● **Work request**: Which lines below include the string "DetectionDone"? Please show each one.

(Stored data entries)
impl<C, D, S> Scheduler<C, D, S>
where
    C: CaptureSource,
    D: SetDetector,
    S: ReportSink,
{
    /// Create a stopped scheduler
    ///
    /// Taking a detector up front means every session has a working pipeline to run.
    pub fn new(source: C, detector: D, sink: S, config: DetectionConfig) -> Self {
        let (control, commands) = mpsc::channel();
        Self {
            source,
            detector,
            sink,
            config,
            state: State::Stopped,
            sessions: 0,
            events: VecDeque::new(),
            commands,
            control: Some(control),
            shutdown: false,
            cycles: 0,
            cycle_limit: None,
        }
    }

    /// A handle for sending commands
    ///
    /// Handles have to be taken before [`run`](Self::run), later ones are already disconnected.
    pub fn control(&self) -> ControlHandle {
        let sender = match &self.control {
            Some(sender) => sender.clone(),
            None => mpsc::channel().0,
        };
        ControlHandle { sender }
    }

    pub fn config(&self) -> &DetectionConfig {
        &self.config
    }

    /// Stop on its own after this many detection cycles
    pub fn set_cycle_limit(&mut self, limit: Option<u64>) {
        self.cycle_limit = limit;
    }

    pub fn is_running(&self) -> bool {
        matches!(self.state, State::Running(_))
    }

    /// Phase of the reporting machine, `None` while stopped
    pub fn phase(&self) -> Option<ReportPhase> {
        self.session().map(|session| session.reporting.phase())
    }

    /// Sets currently confirmed as visible
    pub fn visible_sets(&self) -> &[CardSet] {
        self.session()
            .map(|session| session.reporting.visible_sets())
            .unwrap_or_default()
    }

    fn session(&self) -> Option<&Session> {
        match &self.state {
            State::Running(session) => Some(session),
            State::Stopped => None,
        }
    }

    /// Start detecting, the first cycle runs one interval from `now`
    pub fn start(&mut self, now: Instant) {
        if self.is_running() {
            tracing::debug!("already running");
            return;
        }

        self.sessions += 1;
        let (width, height) = self.source.resolution();
        tracing::info!(
            "Starting detection at {} cycles/s, report timeout {}",
            self.config.fps(),
            self.config.report_timeout()
        );

        self.state = State::Running(Session {
            id: self.sessions,
            reporting: ReportMachine::from_config(&self.config, now),
            detection: DetectionRegion::Idle {
                next_tick: now + self.config.interval(),
            },
            frame: RgbaImage::new(width, height),
            stats: CycleStats::new(now),
        });
    }

    /// Stop detecting, dropping pending timers and the scratch frame
    pub fn stop(&mut self) {
        if let State::Running(session) = std::mem::replace(&mut self.state, State::Stopped) {
            tracing::info!("Stopped after {} cycles", session.stats.cycles);
        }
    }

    /// Change the report timeout, only allowed while stopped
    pub fn set_report_timeout(&mut self, timeout: ReportTimeout) -> Result<(), SchedulerError> {
        if self.is_running() {
            return Err(SchedulerError::Running);
        }
        self.config.set_report_timeout(timeout)?;
        tracing::info!("Report timeout set to {}", timeout);
        Ok(())
    }

    /// Decide again from the latest detection cycle
    pub fn recheck(&mut self, now: Instant) {
        if let State::Running(session) = &mut self.state {
            session.reporting.handle(ReportEvent::Recheck, now);
        }
    }

    /// Swap the frame source between cycles, returning the old one
    ///
    /// What is visible carries over, the scratch frame is resized for the new source.
    pub fn replace_source(&mut self, source: C) -> C {
        let old = std::mem::replace(&mut self.source, source);
        let (width, height) = self.source.resolution();
        tracing::info!("Frame source replaced, now {}x{}", width, height);

        if let State::Running(session) = &mut self.state {
            session.frame = RgbaImage::new(width, height);
        }
        self.detector.reset_state();
        old
    }

    /// When [`step`](Self::step) next has something to do
    pub fn next_wake(&self) -> Option<Instant> {
        if !self.events.is_empty() || self.shutdown {
            return Some(Instant::now());
        }
        let session = self.session()?;
        let tick = match session.detection {
            DetectionRegion::Idle { next_tick } => Some(next_tick),
            DetectionRegion::Detecting => None,
        };
        match (tick, session.reporting.deadline()) {
            (Some(a), Some(b)) => Some(a.min(b)),
            (a, b) => a.or(b),
        }
    }

    /// Run one iteration: commands, expired timers, then at most one detection cycle
    pub fn step(&mut self, now: Instant) -> Flow {
        self.drain_commands();
        self.process_events(now);

        let timer_expired = self
            .session()
            .and_then(|session| session.reporting.deadline())
            .is_some_and(|deadline| deadline <= now);
        if timer_expired {
            self.events.push_back(Event::ReportTimer);
            self.process_events(now);
        }

        if self.shutdown {
            self.stop();
            return Flow::Shutdown;
        }

        let tick_due = matches!(
            self.session().map(|session| session.detection),
            Some(DetectionRegion::Idle { next_tick }) if next_tick <= now
        );
        if tick_due {
            if self.run_cycle(now).is_err() {
                self.stop();
                return Flow::Exhausted;
            }

            self.cycles += 1;
            if self.cycle_limit.is_some_and(|limit| self.cycles >= limit) {
                tracing::info!("Stopping after {} cycles", self.cycles);
                self.shutdown = true;
            }
        }

        if self.shutdown {
            self.stop();
            return Flow::Shutdown;
        }
        Flow::Continue
    }

    /// Step until shutdown or the source runs dry, sleeping in between
    ///
    /// A stopped scheduler also shuts down once every [`ControlHandle`] is gone, since nothing
    /// could start it again.
    pub fn run(&mut self) -> anyhow::Result<()> {
        tracing::info!("Starting detection loop");
        self.control = None;
        loop {
            match self.step(Instant::now()) {
                Flow::Continue => {}
                Flow::Exhausted => {
                    tracing::info!("Frame source exhausted");
                    return Ok(());
                }
                Flow::Shutdown => return Ok(()),
            }
            self.wait(Instant::now());
        }
    }

    /// Sleep until the next tick or timer, waking early for commands
    fn wait(&mut self, now: Instant) {
        let received = match self.next_wake() {
            Some(wake) if wake <= now => return,
            Some(wake) => match self.commands.recv_timeout(wake - now) {
                Ok(command) => Some(command),
                Err(RecvTimeoutError::Timeout) => None,
                Err(RecvTimeoutError::Disconnected) => {
                    std::thread::sleep(wake - now);
                    None
                }
            },
            None => match self.commands.recv() {
                Ok(command) => Some(command),
                Err(_) => {
                    tracing::info!("No one left to send commands, shutting down");
                    self.shutdown = true;
                    None
                }
            },
        };
        if let Some(command) = received {
            self.events.push_back(Event::Command(command));
        }
    }

    fn drain_commands(&mut self) {
        self.events
            .extend(self.commands.try_iter().map(Event::Command));
    }

    fn process_events(&mut self, now: Instant) {
        while let Some(event) = self.events.pop_front() {
            match event {
                Event::Command(command) => self.apply(command, now),
                Event::DetectionDone { session: id, sets } => match &mut self.state {
                    State::Running(session) if session.id == id => {
                        session
                            .reporting
                            .handle(ReportEvent::DetectionDone(sets), now);
                    }
                    _ => tracing::debug!("discarding result of a stopped session"),
                },
                Event::ReportTimer => {
                    let report = match &mut self.state {
                        State::Running(session) => session.reporting.poll(now),
                        State::Stopped => None,
                    };
                    if let Some(report) = report {
                        self.publish(&report);
                    }
                }
            }
        }
    }

    fn apply(&mut self, command: Command, now: Instant) {
        tracing::debug!("command {:?}", command);
        match command {
            Command::Start => self.start(now),
            Command::Stop => self.stop(),
            Command::Recheck => self.recheck(now),
            Command::SetReportTimeout(timeout) => {
                if let Err(err) = self.set_report_timeout(timeout) {
                    tracing::warn!("Ignoring report timeout {}: {}", timeout, err);
                }
            }
            Command::Shutdown => self.shutdown = true,
        }
    }

    fn publish(&mut self, report: &Report) {
        if let Err(err) = self.sink.report(report) {
            tracing::warn!("Failed to deliver report: {:#}", err);
        }
    }

    /// Capture and detect once, fails only when the source is exhausted
    fn run_cycle(&mut self, now: Instant) -> Result<(), CaptureError> {
        let State::Running(session) = &mut self.state else {
            return Ok(());
        };

        let _span = tracing::debug_span!("cycle", n = session.stats.cycles + 1).entered();
        session.detection = DetectionRegion::Detecting;

        let capture_start = Instant::now();
        let captured = self.source.capture_frame(&mut session.frame);
        let capture_time = capture_start.elapsed();

        let detect_start = Instant::now();
        let sets = match captured {
            Err(err) => {
                if matches!(
                    err.downcast_ref::<CaptureError>(),
                    Some(CaptureError::Exhausted)
                ) {
                    return Err(CaptureError::Exhausted);
                }
                tracing::warn!("Failed to capture frame: {:#}", err);
                Vec::new()
            }
            Ok(()) => match detect_guarded(&mut self.detector, &session.frame) {
                Ok(detection) => detection.sets,
                Err(err) => {
                    tracing::warn!("Detection failed: {}", err);
                    Vec::new()
                }
            },
        };
        let detect_time = detect_start.elapsed();

        let completion = now + capture_time + detect_time;
        session.detection = DetectionRegion::Idle {
            next_tick: completion + self.config.interval(),
        };
        session.stats.record(capture_time, detect_time, completion);
        let id = session.id;

        // Commands sent during the cycle go first
        self.drain_commands();
        self.events.push_back(Event::DetectionDone { session: id, sets });
        self.process_events(completion);
        Ok(())
    }
}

● **Result of the task**:
                Event::DetectionDone { session: id, sets } => match &mut self.state {
                            .handle(ReportEvent::DetectionDone(sets), now);
        self.events.push_back(Event::DetectionDone { session: id, sets });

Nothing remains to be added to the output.